The flow of the method proposed in this paper is shown in (1) through (4). The overall flow is also shown in Figure 1.
(1) Collection of disaster information from SNS and Web news
In this study, a disaster database was created for past disasters that occurred in Chiba Prefecture. Octoparse was used to collect data, and about 6,000 data related to “disaster” were obtained from SNS and NHK news sites. Unnecessary characters were removed and numbers were converted to half-width characters as preprocessing.
(2) Methodology for creating a disaster information extraction model
In order to extract useful information from SNS and news articles, we fine-tuned the pre-trained Tohoku BERT model and created a model specialized for extraction of unique expressions. Training data was created from the 6,000 cases collected, and an extraction model was constructed.
(3) Creating a disaster database from extracted information
Using the extraction model created in (2), information on “time, place name, disaster type, victims, and damage details” was extracted. Specific information such as “number of victims, scale of damage,” etc., which were considered effective for generating training scenarios, were organized, and a disaster database was created.
(4) Automatic generation of training scenarios
The disaster database created in (3) and some of the scenarios used in actual training were input into the generation AI for automatic generation. Figure 2 shows an example of the training scenario generated.
3. evaluation of the proposed method and disaster database
To create an accurate disaster database, the performance of the extraction model was evaluated. Information was extracted for the following five items: location, date-time, type of disaster, nature of damage, and number of victims, and the percentage of correct answers was calculated based on visual confirmation. Figure 3 shows the number of successful and failed extractions for each item in 100 test data items.
The evaluation of the created training scenarios is planned to be done by comparing them with the actual training scenarios used in actual municipalities, but establishing an evaluation method is a future issue.
4.Conclusion
In this paper, we created a disaster database and studied the automatic generation of training scenarios using a generative AI, but two issues remain. The first is to improve the accuracy of the disaster information extraction model. While it is possible to extract time, place, and type of disaster, the accuracy of extracting damage details and the number of victims is not practical, and it is considered insufficient to handle a variety of expressions.
In the future, in addition to improving the extraction model by increasing the accuracy of training data, we aim to construct a more accurate disaster database. In addition, we will establish evaluation methods and improve scenarios with a view to practical application in local governments.
We aim to improve the value of information by integrating and accumulating sensor information, action history, location information, and SNS information, and extracting and distributing useful information.

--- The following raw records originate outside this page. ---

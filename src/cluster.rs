//! Access to the two clusters the operator talks to.
//!
//! The control cluster holds claims and the generated kubeconfig Secrets, the
//! target cluster holds the ServiceAccount and RBAC objects. Both are reached
//! through [`Cluster`], which hands back raw [`kube::Error`]s so that callers
//! decide which failures are benign.

use std::fmt::Debug;

use async_trait::async_trait;
use k8s_openapi::api::{
    core::v1::{Secret, ServiceAccount},
    rbac::v1::{ClusterRole, ClusterRoleBinding, Role, RoleBinding},
};
use kube::{
    api::{DeleteParams, Patch, PatchParams, PostParams},
    core::ErrorResponse,
    runtime::reflector::ObjectRef,
    Api, Client, Resource, ResourceExt,
};
use serde::{de::DeserializeOwned, Serialize};
use tracing::debug;

use crate::resources::{PermissionClaim, MANAGER};

/// Which cluster a kind lives in
#[derive(Debug, Clone, Copy, PartialEq, Eq)]
pub enum Location {
    Control,
    Target,
}

/// A kind the operator reads or writes
pub trait Managed:
    Resource<DynamicType = ()> + Clone + Debug + Serialize + DeserializeOwned + Send + Sync + 'static
{
    const LOCATION: Location;

    /// Build an API handle scoped the way this kind is scoped.
    fn api(client: Client, namespace: Option<&str>) -> Api<Self>;
}

macro_rules! namespaced {
    ($($kind:ty => $location:expr),* $(,)?) => {$(
        impl Managed for $kind {
            const LOCATION: Location = $location;

            fn api(client: Client, namespace: Option<&str>) -> Api<Self> {
                match namespace {
                    Some(ns) => Api::namespaced(client, ns),
                    None => Api::all(client),
                }
            }
        }
    )*};
}

macro_rules! cluster_scoped {
    ($($kind:ty => $location:expr),* $(,)?) => {$(
        impl Managed for $kind {
            const LOCATION: Location = $location;

            fn api(client: Client, _namespace: Option<&str>) -> Api<Self> {
                Api::all(client)
            }
        }
    )*};
}

namespaced! {
    PermissionClaim => Location::Control,
    Secret => Location::Control,
    ServiceAccount => Location::Target,
    Role => Location::Target,
    RoleBinding => Location::Target,
}

cluster_scoped! {
    ClusterRole => Location::Target,
    ClusterRoleBinding => Location::Target,
}

/// Object operations against a single cluster
#[async_trait]
pub trait Cluster: Send + Sync {
    /// Fetch an object, mapping "not found" to `None`.
    async fn get<K: Managed>(&self, key: &ObjectRef<K>) -> Result<Option<K>, kube::Error>;

    async fn create<K: Managed>(&self, obj: &K) -> Result<K, kube::Error>;

    /// Overwrite an object. Fails with a conflict when its `resourceVersion` is stale.
    async fn replace<K: Managed>(&self, obj: &K) -> Result<K, kube::Error>;

    /// Merge the given value into the status subresource.
    async fn patch_status<K: Managed>(
        &self,
        obj: &K,
        status: serde_json::Value,
    ) -> Result<K, kube::Error>;

    async fn delete<K: Managed>(&self, key: &ObjectRef<K>) -> Result<(), kube::Error>;
}

/// A [`Cluster`] backed by a real API server
#[derive(Clone)]
pub struct KubeCluster {
    client: Client,
}

impl KubeCluster {
    pub fn new(client: Client) -> Self {
        Self { client }
    }

    fn api<K: Managed>(&self, namespace: Option<&str>) -> Api<K> {
        K::api(self.client.clone(), namespace)
    }

    fn post_params() -> PostParams {
        PostParams {
            field_manager: Some(MANAGER.into()),
            ..Default::default()
        }
    }
}

#[async_trait]
impl Cluster for KubeCluster {
    async fn get<K: Managed>(&self, key: &ObjectRef<K>) -> Result<Option<K>, kube::Error> {
        self.api::<K>(key.namespace.as_deref())
            .get_opt(&key.name)
            .await
    }

    async fn create<K: Managed>(&self, obj: &K) -> Result<K, kube::Error> {
        debug!("creating {} {}", K::kind(&()), obj.name_any());
        self.api::<K>(obj.namespace().as_deref())
            .create(&Self::post_params(), obj)
            .await
    }

    async fn replace<K: Managed>(&self, obj: &K) -> Result<K, kube::Error> {
        debug!("replacing {} {}", K::kind(&()), obj.name_any());
        self.api::<K>(obj.namespace().as_deref())
            .replace(&obj.name_any(), &Self::post_params(), obj)
            .await
    }

    async fn patch_status<K: Managed>(
        &self,
        obj: &K,
        status: serde_json::Value,
    ) -> Result<K, kube::Error> {
        let patch = Patch::Merge(serde_json::json!({ "status": status }));
        self.api::<K>(obj.namespace().as_deref())
            .patch_status(&obj.name_any(), &PatchParams::apply(MANAGER), &patch)
            .await
    }

    async fn delete<K: Managed>(&self, key: &ObjectRef<K>) -> Result<(), kube::Error> {
        debug!("deleting {} {}", K::kind(&()), key);
        self.api::<K>(key.namespace.as_deref())
            .delete(&key.name, &DeleteParams::default())
            .await
            .map(|_| ())
    }
}

fn api_error(e: &kube::Error) -> Option<&ErrorResponse> {
    match e {
        kube::Error::Api(response) => Some(response),
        _ => None,
    }
}

pub fn is_not_found(e: &kube::Error) -> bool {
    api_error(e).is_some_and(|r| r.code == 404)
}

pub fn is_already_exists(e: &kube::Error) -> bool {
    api_error(e).is_some_and(|r| r.code == 409 && r.reason == "AlreadyExists")
}

/// A stale `resourceVersion` on update
#[cfg(test)]
pub(crate) fn is_conflict(e: &kube::Error) -> bool {
    api_error(e).is_some_and(|r| r.code == 409 && r.reason == "Conflict")
}

#[cfg(test)]
mod tests {
    use http::{Request, Response};
    use hyper::Body;
    use kube::Client;
    use serde_json::json;

    use super::*;
    use crate::fixtures;

    fn mock_cluster() -> (KubeCluster, tower_test::mock::Handle<Request<Body>, Response<Body>>) {
        let (mock_service, handle) = tower_test::mock::pair::<Request<Body>, Response<Body>>();
        let client = Client::new(mock_service, "default");
        (KubeCluster::new(client), handle)
    }

    #[tokio::test]
    async fn get_maps_not_found_to_none() {
        let (cluster, mut handle) = mock_cluster();
        let server = tokio::spawn(async move {
            let (request, send) = handle.next_request().await.expect("service not called");
            assert_eq!(request.method(), http::Method::GET);
            assert_eq!(
                request.uri().path(),
                "/apis/rbac.authorization.k8s.io/v1/namespaces/team-a/roles/demo"
            );
            let body = json!({
                "kind": "Status",
                "apiVersion": "v1",
                "metadata": {},
                "status": "Failure",
                "message": "roles.rbac.authorization.k8s.io \"demo\" not found",
                "reason": "NotFound",
                "code": 404
            });
            send.send_response(
                Response::builder()
                    .status(404)
                    .body(Body::from(serde_json::to_vec(&body).unwrap()))
                    .unwrap(),
            );
        });

        let key = ObjectRef::<Role>::new("demo").within("team-a");
        let found = cluster.get(&key).await.unwrap();
        assert!(found.is_none());
        server.await.unwrap();
    }

    #[tokio::test]
    async fn cluster_scoped_creates_post_to_the_cluster_path() {
        let (cluster, mut handle) = mock_cluster();
        let server = tokio::spawn(async move {
            let (request, send) = handle.next_request().await.expect("service not called");
            assert_eq!(request.method(), http::Method::POST);
            assert_eq!(
                request.uri().path(),
                "/apis/rbac.authorization.k8s.io/v1/clusterroles"
            );
            let query = request.uri().query().unwrap_or_default().to_string();
            assert!(query.contains("fieldManager=permission-claim-operator"));
            let body = hyper::body::to_bytes(request.into_body()).await.unwrap();
            let role: ClusterRole = serde_json::from_slice(&body).unwrap();
            send.send_response(
                Response::builder()
                    .body(Body::from(serde_json::to_vec(&role).unwrap()))
                    .unwrap(),
            );
        });

        let mut role = ClusterRole::default();
        role.metadata.name = Some("demo".into());
        let created = cluster.create(&role).await.unwrap();
        assert_eq!(created.name_any(), "demo");
        server.await.unwrap();
    }

    #[test]
    fn classifies_api_errors() {
        assert!(is_not_found(&fixtures::not_found("roles", "demo")));
        assert!(is_already_exists(&fixtures::already_exists("roles", "demo")));
        assert!(!is_conflict(&fixtures::already_exists("roles", "demo")));
        assert!(is_conflict(&fixtures::conflict("roles", "demo")));
        assert!(!is_not_found(&fixtures::internal("boom")));
    }
}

As an example, we are conducting research on automatic generation of training scenarios for disaster scenarios. We will utilize generative AI to enable the automatic generation of realistic and detailed training scenarios. The created scenarios will be compared with the training scenarios of local governments to evaluate their effectiveness.
2. proposed method
2.1 Flow of the Proposed Method
This paper proposes a method for creating a disaster database by extracting useful information from the collected information using a BERT model finetuned to the NER task. We also propose a method for creating training scenarios by inputting the created disaster database and training scenarios used in actual municipalities into a generative AI.
The flow of the method proposed in this paper is shown in (1) through (4). The overall flow is also shown in Figure 1.

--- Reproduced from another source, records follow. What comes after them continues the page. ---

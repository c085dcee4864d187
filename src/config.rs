//! Operator settings, read from `PERMISSION_CLAIM_*` environment variables.

use std::path::PathBuf;

use crate::{Error, Result};

const PREFIX: &str = "PERMISSION_CLAIM_";
const DEFAULT_LISTEN_ADDR: &str = "0.0.0.0:8080";

#[derive(Clone, Debug, PartialEq, Eq)]
pub struct Config {
    /// Kubeconfig for the target cluster. Also the template handed out to claimants.
    pub target_kubeconfig: PathBuf,

    /// Only watch claims in this namespace
    pub namespace: Option<String>,

    /// Address the metrics and health server binds to
    pub listen_addr: String,
}

impl Config {
    pub fn from_env() -> Result<Self> {
        Self::from_lookup(|key| std::env::var(key).ok())
    }

    /// Build the config from an arbitrary variable source.
    pub fn from_lookup(lookup: impl Fn(&str) -> Option<String>) -> Result<Self> {
        let var = |name: &str| lookup(&format!("{PREFIX}{name}")).filter(|v| !v.trim().is_empty());

        let target_kubeconfig = var("TARGET_KUBECONFIG")
            .map(PathBuf::from)
            .ok_or_else(|| Error::ConfigError(format!("missing {PREFIX}TARGET_KUBECONFIG")))?;

        Ok(Config {
            target_kubeconfig,
            namespace: var("NAMESPACE"),
            listen_addr: var("LISTEN_ADDR").unwrap_or_else(|| DEFAULT_LISTEN_ADDR.into()),
        })
    }
}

(1) Collection of disaster information from SNS and Web news
In this study, a disaster database was created for past disasters that occurred in Chiba Prefecture. Octoparse was used to collect data, and about 6,000 data related to “disaster” were obtained from SNS and NHK news sites. Unnecessary characters were removed and numbers were converted to half-width characters as preprocessing.
(2) Methodology for creating a disaster information extraction model
In order to extract useful information from SNS and news articles, we fine-tuned the pre-trained Tohoku BERT model and created a model specialized for extraction of unique expressions. Training data was created from the 6,000 cases collected, and an extraction model was constructed.

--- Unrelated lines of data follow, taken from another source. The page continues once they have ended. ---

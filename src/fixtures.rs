//! Helper methods only available for tests

use std::{
    collections::{BTreeMap, HashMap},
    sync::{Arc, Mutex},
};

use async_trait::async_trait;
use chrono::Utc;
use k8s_openapi::{api::rbac::v1::PolicyRule, apimachinery::pkg::apis::meta::v1::Time};
use kube::{core::ErrorResponse, runtime::reflector::ObjectRef, Resource, ResourceExt};

use crate::{
    cluster::{Cluster, Managed},
    resources::{PermissionClaim, PermissionClaimSpec},
};

fn api_error(code: u16, reason: &str, message: String) -> kube::Error {
    kube::Error::Api(ErrorResponse {
        status: "Failure".into(),
        message,
        reason: reason.into(),
        code,
    })
}

pub fn not_found(plural: &str, name: &str) -> kube::Error {
    api_error(404, "NotFound", format!("{plural} \"{name}\" not found"))
}

pub fn already_exists(plural: &str, name: &str) -> kube::Error {
    api_error(409, "AlreadyExists", format!("{plural} \"{name}\" already exists"))
}

pub fn conflict(plural: &str, name: &str) -> kube::Error {
    api_error(
        409,
        "Conflict",
        format!("Operation cannot be fulfilled on {plural} \"{name}\": the object has been modified"),
    )
}

pub fn internal(message: &str) -> kube::Error {
    api_error(500, "InternalError", message.into())
}

pub fn rule(verbs: &[&str], resources: &[&str]) -> PolicyRule {
    PolicyRule {
        api_groups: Some(vec!["".into()]),
        verbs: verbs.iter().map(|v| v.to_string()).collect(),
        resources: Some(resources.iter().map(|r| r.to_string()).collect()),
        ..Default::default()
    }
}

impl PermissionClaim {
    /// A claim for `team-a/demo` granting read access to pods
    pub fn test() -> Self {
        let mut claim = PermissionClaim::new(
            "demo",
            PermissionClaimSpec {
                namespace: "team-a".into(),
                secret_name: "demo-kubeconfig".into(),
                rules: vec![rule(&["get", "list"], &["pods"])],
                cluster_rules: vec![],
            },
        );
        claim.meta_mut().namespace = Some("team-a".into());
        claim.meta_mut().uid = Some("752d59ef-2671-4890-9feb-0097459b18c8".into());
        claim.meta_mut().generation = Some(1);
        claim
    }

    pub fn deleting(mut self) -> Self {
        self.meta_mut().deletion_timestamp = Some(Time(Utc::now()));
        self
    }
}

type Key = (String, Option<String>, String);

#[derive(Default)]
struct State {
    objects: BTreeMap<Key, serde_json::Value>,
    writes: Vec<String>,
    failures: HashMap<(String, String), kube::Error>,
    revision: u64,
}

impl State {
    fn fail(&mut self, verb: &str, kind: &str) -> Result<(), kube::Error> {
        match self.failures.remove(&(verb.to_string(), kind.to_string())) {
            Some(e) => Err(e),
            None => Ok(()),
        }
    }

    fn next_revision(&mut self) -> String {
        self.revision += 1;
        self.revision.to_string()
    }
}

/// An in-memory [`Cluster`] recording every write it receives
#[derive(Clone, Default)]
pub struct FakeCluster {
    state: Arc<Mutex<State>>,
}

fn key_of<K: Managed>(namespace: Option<&str>, name: &str) -> Key {
    (
        K::kind(&()).to_string(),
        namespace.map(String::from),
        name.to_string(),
    )
}

fn obj_key<K: Managed>(obj: &K) -> Key {
    key_of::<K>(obj.namespace().as_deref(), &obj.name_any())
}

impl FakeCluster {
    /// Seed an object without recording a write.
    pub fn insert<K: Managed>(&self, mut obj: K) {
        let mut state = self.state.lock().unwrap();
        obj.meta_mut().resource_version = Some(state.next_revision());
        let value = serde_json::to_value(&obj).unwrap();
        state.objects.insert(obj_key(&obj), value);
    }

    pub fn find<K: Managed>(&self, namespace: Option<&str>, name: &str) -> Option<K> {
        let state = self.state.lock().unwrap();
        state
            .objects
            .get(&key_of::<K>(namespace, name))
            .map(|v| serde_json::from_value(v.clone()).unwrap())
    }

    pub fn count<K: Managed>(&self) -> usize {
        let kind = K::kind(&()).to_string();
        let state = self.state.lock().unwrap();
        state.objects.keys().filter(|(k, _, _)| *k == kind).count()
    }

    /// Writes seen so far, formatted as `verb Kind namespace/name`.
    pub fn writes(&self) -> Vec<String> {
        self.state.lock().unwrap().writes.clone()
    }

    pub fn clear_writes(&self) {
        self.state.lock().unwrap().writes.clear();
    }

    /// Fail the next `verb` call for `K` with the given error.
    pub fn fail_next<K: Managed>(&self, verb: &str, error: kube::Error) {
        let kind = K::kind(&()).to_string();
        self.state
            .lock()
            .unwrap()
            .failures
            .insert((verb.to_string(), kind), error);
    }

    fn record(state: &mut State, verb: &str, key: &Key) {
        let (kind, namespace, name) = key;
        let path = match namespace {
            Some(ns) => format!("{ns}/{name}"),
            None => name.clone(),
        };
        state.writes.push(format!("{verb} {kind} {path}"));
    }
}

#[async_trait]
impl Cluster for FakeCluster {
    async fn get<K: Managed>(&self, key: &ObjectRef<K>) -> Result<Option<K>, kube::Error> {
        let mut state = self.state.lock().unwrap();
        state.fail("get", &K::kind(&()))?;
        let key = key_of::<K>(key.namespace.as_deref(), &key.name);
        Ok(state
            .objects
            .get(&key)
            .map(|v| serde_json::from_value(v.clone()).unwrap()))
    }

    async fn create<K: Managed>(&self, obj: &K) -> Result<K, kube::Error> {
        let mut state = self.state.lock().unwrap();
        state.fail("create", &K::kind(&()))?;
        let key = obj_key(obj);
        if state.objects.contains_key(&key) {
            return Err(already_exists(&K::plural(&()), &key.2));
        }
        let mut created = obj.clone();
        created.meta_mut().resource_version = Some(state.next_revision());
        state
            .objects
            .insert(key.clone(), serde_json::to_value(&created).unwrap());
        Self::record(&mut state, "create", &key);
        Ok(created)
    }

    async fn replace<K: Managed>(&self, obj: &K) -> Result<K, kube::Error> {
        let mut state = self.state.lock().unwrap();
        state.fail("replace", &K::kind(&()))?;
        let key = obj_key(obj);
        let current: K = match state.objects.get(&key) {
            Some(v) => serde_json::from_value(v.clone()).unwrap(),
            None => return Err(not_found(&K::plural(&()), &key.2)),
        };
        if obj.resource_version().is_some() && obj.resource_version() != current.resource_version() {
            return Err(conflict(&K::plural(&()), &key.2));
        }
        let mut replaced = obj.clone();
        replaced.meta_mut().resource_version = Some(state.next_revision());
        state
            .objects
            .insert(key.clone(), serde_json::to_value(&replaced).unwrap());
        Self::record(&mut state, "replace", &key);
        Ok(replaced)
    }

    async fn patch_status<K: Managed>(
        &self,
        obj: &K,
        status: serde_json::Value,
    ) -> Result<K, kube::Error> {
        let mut state = self.state.lock().unwrap();
        state.fail("patch_status", &K::kind(&()))?;
        let key = obj_key(obj);
        let revision = state.next_revision();
        let Some(current) = state.objects.get_mut(&key) else {
            return Err(not_found(&K::plural(&()), &key.2));
        };
        current["status"] = status;
        current["metadata"]["resourceVersion"] = serde_json::Value::String(revision);
        let patched = serde_json::from_value(current.clone()).unwrap();
        Self::record(&mut state, "patch_status", &key);
        Ok(patched)
    }

    async fn delete<K: Managed>(&self, key: &ObjectRef<K>) -> Result<(), kube::Error> {
        let mut state = self.state.lock().unwrap();
        state.fail("delete", &K::kind(&()))?;
        let key = key_of::<K>(key.namespace.as_deref(), &key.name);
        if state.objects.remove(&key).is_none() {
            return Err(not_found(&K::plural(&()), &key.2));
        }
        Self::record(&mut state, "delete", &key);
        Ok(())
    }
}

(3) Creating a disaster database from extracted information
Using the extraction model created in (2), information on “time, place name, disaster type, victims, and damage details” was extracted. Specific information such as “number of victims, scale of damage,” etc., which were considered effective for generating training scenarios, were organized, and a disaster database was created.
(4) Automatic generation of training scenarios
The disaster database created in (3) and some of the scenarios used in actual training were input into the generation AI for automatic generation. Figure 2 shows an example of the training scenario generated.
3. evaluation of the proposed method and disaster database
To create an accurate disaster database, the performance of the extraction model was evaluated. Information was extracted for the following five items: location, date-time, type of disaster, nature of damage, and number of victims, and the percentage of correct answers was calculated based on visual confirmation. Figure 3 shows the number of successful and failed extractions for each item in 100 test data items.
The evaluation of the created training scenarios is planned to be done by comparing them with the actual training scenarios used in actual municipalities, but establishing an evaluation method is a future issue.
4.Conclusion
In this paper, we created a disaster database and studied the automatic generation of training scenarios using a generative AI, but two issues remain. The first is to improve the accuracy of the disaster information extraction model. While it is possible to extract time, place, and type of disaster, the accuracy of extracting damage details and the number of victims is not practical, and it is considered insufficient to handle a variety of expressions.
In the future, in addition to improving the extraction model by increasing the accuracy of training data, we aim to construct a more accurate disaster database. In addition, we will establish evaluation methods and improve scenarios with a view to practical application in local governments.